In this course, we will learn how to use R and RStudio for data analysis and visualization. Before we do that you will need to install R and RStudio locally on your computer. Both are free to download from the links below. Please notice that you need to download R first then RStudio.
Both R and RStudio are also available on the University network via AppsAnywhere.
https://appsanywhere.durham.ac.uk/
Watch the video for a step-by-step instructions on how to install R and RStudio on your computer.
Data consist of information coming from observations, counts, measurements, or responses.
Statistics is the science of collecting, organizing, analyzing, and interpreting data in order to make decisions.
A population is the collection of all outcomes, responses, measurements, or counts that are of interest. Populations may be finite or infinite. If a population of values consists of a fixed number of these values, the population is said to be finite.

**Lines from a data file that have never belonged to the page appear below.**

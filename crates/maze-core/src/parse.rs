//! Reading mazes back from their rendered text form.
//!
//! The format is exactly what [`Maze`]'s `Display` produces: a `#` border
//! around the grid, `#` for blocked squares, `S` and `G` for the start and
//! goal, and a space for open squares. The solution overlay runes `.` and
//! `+` are accepted as open squares so that rendered solutions read back as
//! the maze they were drawn from.

use std::str::FromStr;

use crate::error::{MazeError, Result};
use crate::geom::Square;
use crate::maze::{GOAL, Maze, OPEN, START, WALL};
use crate::render::{EXPLORED, PATH};

impl FromStr for Maze {
    type Err = MazeError;

    fn from_str(s: &str) -> Result<Self> {
        let s = s.trim_matches(['\n', '\r']);
        if s.is_empty() {
            return Err(MazeError::Empty);
        }

        let lines: Vec<Vec<char>> = s.lines().map(|l| l.chars().collect()).collect();
        let width = lines[0].len();
        for (line, chars) in lines.iter().enumerate() {
            if chars.len() != width {
                return Err(MazeError::InconsistentWidth {
                    line,
                    expected: width,
                    found: chars.len(),
                });
            }
        }

        let rows = lines.len() as i32 - 2;
        let columns = width as i32 - 2;
        if rows <= 0 || columns <= 0 {
            return Err(MazeError::InvalidDimensions { rows, columns });
        }

        let last_line = lines.len() - 1;
        let mut start = None;
        let mut goal = None;
        let mut blocked = Vec::new();

        for (line, chars) in lines.iter().enumerate() {
            for (column, &ch) in chars.iter().enumerate() {
                let on_border = line == 0 || line == last_line || column == 0 || column == width - 1;
                if on_border {
                    if ch != WALL {
                        return Err(MazeError::MissingBorder { line, column });
                    }
                    continue;
                }

                let square = Square::new(line as i32 - 1, column as i32 - 1);
                match ch {
                    WALL => blocked.push(square),
                    START => {
                        if start.replace(square).is_some() {
                            return Err(MazeError::DuplicateStart { square });
                        }
                    }
                    GOAL => {
                        if goal.replace(square).is_some() {
                            return Err(MazeError::DuplicateGoal { square });
                        }
                    }
                    OPEN | PATH | EXPLORED => {}
                    _ => return Err(MazeError::InvalidRune { ch, line, column }),
                }
            }
        }

        let start = start.ok_or(MazeError::MissingStart)?;
        let goal = goal.ok_or(MazeError::MissingGoal)?;
        Maze::new(rows, columns, start, goal, blocked)
    }
}
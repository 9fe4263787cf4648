//! **maze-core**: the maze model used by the solver.
//!
//! This crate provides the data side of maze solving: [`Square`] and
//! [`Bounds`] geometry, the validated, immutable [`Maze`], its text form
//! (rendering via `Display`, parsing via `FromStr`), solution overlays and
//! random generation.

pub mod error;
pub mod geom;
pub mod mapgen;
pub mod maze;
mod parse;
pub mod render;

pub use error::{Endpoint, MazeError, Result};
pub use geom::{Bounds, BoundsIter, Square};
pub use mapgen::{GenConfig, MazeGen};
pub use maze::{MAX_SQUARES, Maze};
pub use render::render_solution;
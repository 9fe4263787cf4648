//! Command implementations for the `maze` binary.
//!
//! Each command returns the text to print so that it can be tested without
//! spawning a process.

use std::fmt::Write as _;
use std::fs;
use std::io::{self, Read};
use std::path::Path;

use anyhow::{Context, Result};
use maze_core::{GenConfig, Maze, MazeGen, render_solution};
use maze_paths::{Outcome, Solver, SolverConfig};
use rand::SeedableRng;
use rand::rngs::StdRng;

/// Read and parse a maze from `input`, or from stdin when `input` is `-`.
pub fn read_maze(input: &Path) -> Result<Maze> {
    let text = if input == Path::new("-") {
        let mut text = String::new();
        io::stdin()
            .read_to_string(&mut text)
            .context("failed to read maze from stdin")?;
        text
    } else {
        fs::read_to_string(input).with_context(|| format!("failed to read {}", input.display()))?
    };
    text.parse()
        .with_context(|| format!("failed to parse maze from {}", input.display()))
}

/// Solve `maze` and describe the result, as an overlay plus summary or as
/// JSON.
pub fn solve(maze: &Maze, config: SolverConfig, json: bool) -> Result<String> {
    let solution = Solver::with_config(maze, config).into_solution();
    if json {
        return serde_json::to_string_pretty(&solution).context("failed to encode solution");
    }

    let mut out = render_solution(maze, &solution.path, &solution.explored);
    let outcome = match solution.outcome {
        Outcome::Found => "found",
        Outcome::Exhausted => "exhausted",
        Outcome::Truncated => "truncated",
    };
    writeln!(out, "outcome: {outcome}")?;
    match solution.path_cost() {
        Some(steps) => writeln!(out, "path: {} squares ({steps} steps)", solution.path.len())?,
        None => writeln!(out, "path: none")?,
    }
    writeln!(out, "explored: {} squares", solution.explored.len())?;
    Ok(out)
}

/// Generate a random maze. Without a seed the RNG is seeded from the OS.
pub fn generate(cfg: &GenConfig, seed: Option<u64>) -> Result<Maze> {
    let rng = match seed {
        Some(seed) => StdRng::seed_from_u64(seed),
        None => StdRng::from_os_rng(),
    };
    MazeGen::new(rng)
        .generate(cfg)
        .context("failed to generate maze")
}

/// One-line description of a valid maze.
pub fn check(maze: &Maze) -> String {
    format!(
        "ok: {} maze, start {}, goal {}, {} blocked\n",
        maze.bounds(),
        maze.start(),
        maze.goal(),
        maze.blocked().count()
    )
}
use std::path::PathBuf;

use anyhow::Result;
use clap::{Parser, Subcommand};
use maze_core::GenConfig;
use maze_paths::SolverConfig;
use tracing_subscriber::EnvFilter;

#[derive(Parser, Debug)]
#[command(author, version, about = "Solve grid mazes with deterministic A*")]
struct Cli {
    #[command(subcommand)]
    command: Command,
}

#[derive(Subcommand, Debug)]
enum Command {
    /// Solve a maze and print the explored squares and path.
    Solve {
        /// Maze file, or `-` for stdin.
        input: PathBuf,
        /// Give up after expanding this many squares.
        #[arg(long)]
        max_expansions: Option<usize>,
        /// Print the solution as JSON.
        #[arg(long)]
        json: bool,
    },
    /// Print a random maze with the start top-left and the goal bottom-right.
    Generate {
        #[arg(long, default_value_t = GenConfig::default().rows)]
        rows: i32,
        #[arg(long, default_value_t = GenConfig::default().columns)]
        columns: i32,
        /// Probability that a square is blocked.
        #[arg(long, default_value_t = GenConfig::default().density)]
        density: f64,
        /// RNG seed for reproducible output.
        #[arg(long)]
        seed: Option<u64>,
    },
    /// Validate a maze file.
    Check {
        /// Maze file, or `-` for stdin.
        input: PathBuf,
    },
}

fn main() -> Result<()> {
    init_tracing();
    let cli = Cli::parse();

    match cli.command {
        Command::Solve {
            input,
            max_expansions,
            json,
        } => {
            let maze = maze_cli::read_maze(&input)?;
            let out = maze_cli::solve(&maze, SolverConfig { max_expansions }, json)?;
            print!("{out}");
            if json {
                println!();
            }
        }
        Command::Generate {
            rows,
            columns,
            density,
            seed,
        } => {
            let cfg = GenConfig {
                rows,
                columns,
                density,
            };
            print!("{}", maze_cli::generate(&cfg, seed)?);
        }
        Command::Check { input } => {
            let maze = maze_cli::read_maze(&input)?;
            print!("{}", maze_cli::check(&maze));
        }
    }
    Ok(())
}

fn init_tracing() {
    let env_filter = EnvFilter::try_from_default_env().unwrap_or_else(|_| EnvFilter::new("warn"));
    // Also bridges `log` records from the library crates.
    let _ = tracing_subscriber::fmt()
        .with_env_filter(env_filter)
        .with_writer(std::io::stderr)
        .try_init();
}
//! Drawing a search result on top of a maze.

use std::collections::HashSet;

use crate::geom::Square;
use crate::maze::Maze;

/// Rune for squares on the path.
pub const PATH: char = '.';
/// Rune for squares that were explored but are not on the path.
pub const EXPLORED: char = '+';

/// Render `maze` with `path` drawn as [`PATH`] and the remaining `explored`
/// squares as [`EXPLORED`]. Start, goal and walls keep their own runes.
pub fn render_solution<'a>(
    maze: &Maze,
    path: &[Square],
    explored: impl IntoIterator<Item = &'a Square>,
) -> String {
    let on_path: HashSet<Square> = path.iter().copied().collect();
    let explored: HashSet<Square> = explored.into_iter().copied().collect();
    maze.render_with(|s| {
        if on_path.contains(&s) {
            Some(PATH)
        } else if explored.contains(&s) {
            Some(EXPLORED)
        } else {
            None
        }
    })
}

#[cfg(test)]
mod tests {
    use super::*;

    #[test]
    fn draws_path_and_explored() {
        let maze = Maze::new(2, 4, Square::new(0, 0), Square::new(0, 3), [Square::new(1, 3)])
            .unwrap();
        let path = [
            Square::new(0, 0),
            Square::new(0, 1),
            Square::new(0, 2),
            Square::new(0, 3),
        ];
        let explored = [Square::new(1, 0), Square::new(1, 3)];
        let out = render_solution(&maze, &path, path.iter().chain(explored.iter()));
        let expected = "######\n\
                        #S..G#\n\
                        #+  ##\n\
                        ######\n";
        assert_eq!(out, expected);
    }

    #[test]
    fn rendered_solution_parses_back() {
        let maze = Maze::new(2, 3, Square::new(1, 0), Square::new(0, 2), []).unwrap();
        let path = [
            Square::new(1, 0),
            Square::new(0, 0),
            Square::new(0, 1),
            Square::new(0, 2),
        ];
        let out = render_solution(&maze, &path, &[Square::new(1, 1)]);
        let back: Maze = out.parse().unwrap();
        assert_eq!(back, maze);
    }
}
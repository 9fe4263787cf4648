//! Geometry primitives: [`Square`] and [`Bounds`].
//!
//! Squares are addressed by `(row, column)`, rows growing downwards. A
//! [`Bounds`] is the rectangle `[0, rows) × [0, columns)` that a maze
//! occupies, with a row-major flat indexing used by the search caches.

use std::fmt;

// ---------------------------------------------------------------------------
// Square
// ---------------------------------------------------------------------------

/// A maze position. Ordered by row, then column.
///
/// Coordinates are signed so that neighbours of border squares can be
/// represented and rejected by a bounds check rather than by wrapping.
#[derive(Copy, Clone, Debug, Default, PartialEq, Eq, Hash, PartialOrd, Ord)]
#[cfg_attr(feature = "serde", derive(serde::Serialize, serde::Deserialize))]
pub struct Square {
    pub row: i32,
    pub column: i32,
}

impl Square {
    /// The top-left square.
    pub const ORIGIN: Self = Self { row: 0, column: 0 };

    /// Create a new square.
    #[inline]
    pub const fn new(row: i32, column: i32) -> Self {
        Self { row, column }
    }

    /// Return a square shifted by (drow, dcolumn).
    #[inline]
    pub const fn shift(self, drow: i32, dcolumn: i32) -> Self {
        Self {
            row: self.row + drow,
            column: self.column + dcolumn,
        }
    }

    /// The four orthogonal neighbours, in discovery order:
    /// right, left, down, up.
    #[inline]
    pub const fn neighbors_4(self) -> [Square; 4] {
        [
            self.shift(0, 1),
            self.shift(0, -1),
            self.shift(1, 0),
            self.shift(-1, 0),
        ]
    }
}

impl fmt::Display for Square {
    fn fmt(&self, f: &mut fmt::Formatter<'_>) -> fmt::Result {
        write!(f, "({}, {})", self.row, self.column)
    }
}

impl From<(i32, i32)> for Square {
    fn from((row, column): (i32, i32)) -> Self {
        Self::new(row, column)
    }
}

// ---------------------------------------------------------------------------
// Bounds
// ---------------------------------------------------------------------------

/// The rectangle `[0, rows) × [0, columns)`.
#[derive(Copy, Clone, Debug, Default, PartialEq, Eq, Hash)]
#[cfg_attr(feature = "serde", derive(serde::Serialize, serde::Deserialize))]
pub struct Bounds {
    pub rows: i32,
    pub columns: i32,
}

impl Bounds {
    /// Create new bounds.
    #[inline]
    pub const fn new(rows: i32, columns: i32) -> Self {
        Self { rows, columns }
    }

    /// Total number of squares.
    #[inline]
    pub fn len(self) -> usize {
        if self.is_empty() {
            return 0;
        }
        (self.rows as usize) * (self.columns as usize)
    }

    /// Whether the rectangle has zero or negative area.
    #[inline]
    pub fn is_empty(self) -> bool {
        self.rows <= 0 || self.columns <= 0
    }

    /// Whether `s` lies inside the rectangle.
    #[inline]
    pub fn contains(self, s: Square) -> bool {
        s.row >= 0 && s.row < self.rows && s.column >= 0 && s.column < self.columns
    }

    /// Row-major flat index of `s`, or `None` if out of bounds.
    #[inline]
    pub fn index(self, s: Square) -> Option<usize> {
        if !self.contains(s) {
            return None;
        }
        Some(s.row as usize * self.columns as usize + s.column as usize)
    }

    /// Convert a flat index back to a square.
    #[inline]
    pub fn square(self, idx: usize) -> Square {
        let w = self.columns as usize;
        Square::new((idx / w) as i32, (idx % w) as i32)
    }

    /// Row-major iterator over every square.
    #[inline]
    pub fn iter(self) -> BoundsIter {
        BoundsIter {
            bounds: self,
            next: 0,
        }
    }
}

impl IntoIterator for Bounds {
    type Item = Square;
    type IntoIter = BoundsIter;
    #[inline]
    fn into_iter(self) -> BoundsIter {
        self.iter()
    }
}

impl fmt::Display for Bounds {
    fn fmt(&self, f: &mut fmt::Formatter<'_>) -> fmt::Result {
        write!(f, "{}x{}", self.rows, self.columns)
    }
}

// ---------------------------------------------------------------------------
// BoundsIter
// ---------------------------------------------------------------------------

/// Row-major iterator over the squares of a [`Bounds`].
#[derive(Clone, Debug)]
pub struct BoundsIter {
    bounds: Bounds,
    next: usize,
}

impl Iterator for BoundsIter {
    type Item = Square;

    #[inline]
    fn next(&mut self) -> Option<Square> {
        if self.next >= self.bounds.len() {
            return None;
        }
        let s = self.bounds.square(self.next);
        self.next += 1;
        Some(s)
    }

    #[inline]
    fn size_hint(&self) -> (usize, Option<usize>) {
        let remaining = self.bounds.len().saturating_sub(self.next);
        (remaining, Some(remaining))
    }
}

impl ExactSizeIterator for BoundsIter {}

#[cfg(test)]
mod tests {
    use super::*;
    use std::collections::HashSet;

    #[test]
    fn square_ordering_is_row_major() {
        let mut v = vec![
            Square::new(1, 0),
            Square::new(0, 5),
            Square::new(0, 1),
            Square::new(2, 2),
        ];
        v.sort();
        assert_eq!(
            v,
            vec![
                Square::new(0, 1),
                Square::new(0, 5),
                Square::new(1, 0),
                Square::new(2, 2),
            ]
        );
    }

    #[test]
    fn equal_squares_are_the_same_key() {
        let mut set = HashSet::new();
        set.insert(Square::new(3, 4));
        assert!(set.contains(&Square::from((3, 4))));
        assert!(!set.insert(Square::new(3, 4)));
    }

    #[test]
    fn neighbors_follow_discovery_order() {
        let n = Square::new(2, 2).neighbors_4();
        assert_eq!(
            n,
            [
                Square::new(2, 3),
                Square::new(2, 1),
                Square::new(3, 2),
                Square::new(1, 2),
            ]
        );
    }

    #[test]
    fn bounds_contains() {
        let b = Bounds::new(2, 3);
        assert!(b.contains(Square::new(0, 0)));
        assert!(b.contains(Square::new(1, 2)));
        assert!(!b.contains(Square::new(2, 0)));
        assert!(!b.contains(Square::new(0, 3)));
        assert!(!b.contains(Square::new(-1, 0)));
        assert!(!b.contains(Square::new(0, -1)));
    }

    #[test]
    fn bounds_index_roundtrip() {
        let b = Bounds::new(4, 5);
        for s in b {
            let i = b.index(s).unwrap();
            assert_eq!(b.square(i), s);
        }
        assert_eq!(b.index(Square::new(1, 0)), Some(5));
        assert_eq!(b.index(Square::new(4, 0)), None);
    }

    #[test]
    fn bounds_iter_count() {
        let b = Bounds::new(2, 3);
        let squares: Vec<_> = b.iter().collect();
        assert_eq!(squares.len(), 6);
        assert_eq!(squares[0], Square::new(0, 0));
        assert_eq!(squares[3], Square::new(1, 0));
        assert_eq!(squares[5], Square::new(1, 2));
        assert_eq!(b.iter().len(), 6);
    }

    #[test]
    fn empty_bounds() {
        let b = Bounds::new(0, 4);
        assert!(b.is_empty());
        assert_eq!(b.len(), 0);
        assert_eq!(b.iter().count(), 0);
        assert!(Bounds::new(3, -1).is_empty());
    }

    #[test]
    fn display() {
        assert_eq!(Square::new(2, 7).to_string(), "(2, 7)");
        assert_eq!(Bounds::new(2, 13).to_string(), "2x13");
    }
}
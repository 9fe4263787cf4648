//! Random maze generation.
//!
//! Produces uniform random obstacle fields: each square other than the
//! start (top-left) and goal (bottom-right) is blocked independently with
//! probability `density`. Generated mazes are not guaranteed solvable.

use rand::Rng;

use crate::error::{MazeError, Result};
use crate::geom::Square;
use crate::maze::{Maze, checked_bounds};

/// Parameters for [`MazeGen::generate`].
#[derive(Debug, Clone, Copy, PartialEq)]
#[cfg_attr(feature = "serde", derive(serde::Serialize, serde::Deserialize))]
pub struct GenConfig {
    pub rows: i32,
    pub columns: i32,
    /// Probability (0.0–1.0) that a square is blocked.
    pub density: f64,
}

impl Default for GenConfig {
    fn default() -> Self {
        Self {
            rows: 10,
            columns: 20,
            density: 0.3,
        }
    }
}

/// Maze generator driven by a caller-supplied RNG.
pub struct MazeGen<R: Rng> {
    pub rng: R,
}

impl<R: Rng> MazeGen<R> {
    pub fn new(rng: R) -> Self {
        Self { rng }
    }

    /// Generate a random maze.
    pub fn generate(&mut self, cfg: &GenConfig) -> Result<Maze> {
        if !(0.0..=1.0).contains(&cfg.density) {
            return Err(MazeError::InvalidDensity {
                density: cfg.density,
            });
        }
        let bounds = checked_bounds(cfg.rows, cfg.columns)?;

        let start = Square::ORIGIN;
        let goal = Square::new(cfg.rows - 1, cfg.columns - 1);
        let mut blocked = Vec::new();
        for s in bounds.iter() {
            if s == start || s == goal {
                continue;
            }
            if self.rng.random_bool(cfg.density) {
                blocked.push(s);
            }
        }
        Maze::new(cfg.rows, cfg.columns, start, goal, blocked)
    }
}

If, on the other hand, a population consists of an endless succession of values, the population is an infinite one.
A sample is a subset of a population.
A parameter is a numerical description of a population characteristic.
A statistic is a numerical description of a sample characteristic.
The study of statistics has two major branches - descriptive statistics and inferential statistics:
Descriptive statistics is the branch of statistics that involves the organization, summarization, and display of data.
Inferential statistics is the branch of statistics that involves using a sample to draw conclusions about a population, e.g. estimation and hypothesis testing.
Population | Sample | |
---|---|---|
Size | \(N\) | \(n\) |
Parameter | Statistic | |
Mean | \(\mu\) | \(\bar{x}\) |
Variance | \(\sigma^2\) | \(s^2\) |
Standard deviation | \(\sigma\) | \(s\) |
Proportion | \(\pi\) | \(\hat{\pi}\) |
Correlation | \(\rho\) | \(r\) |
There are several ways for collecting data:
The characteristics of big data (the 4Vs?):
Data sets can consist of two types of data:
Qualitative (categorical) data consist of attributes, labels, or nonnumerical entries. e.g. name of cities, gender etc.
Quantitative data consist of numerical measurements or counts. e.g. heights, weights, age. Quantitative data can be distinguished as:
Discrete data result when the number of possible values is either a finite number or a “countable” number. e.g. the number of phone calls you received in any given day.
Continuous data result from infinitely many possible values that correspond to some continuous scale that covers a range of values without gaps, interruptions, or jumps. e.g. height, weight, sales and market shares.
Cross-sectional data: Data on different entities (e.g. workers, consumers, firms, governmental units) for a single time period. For example, data on test scores in different school districts.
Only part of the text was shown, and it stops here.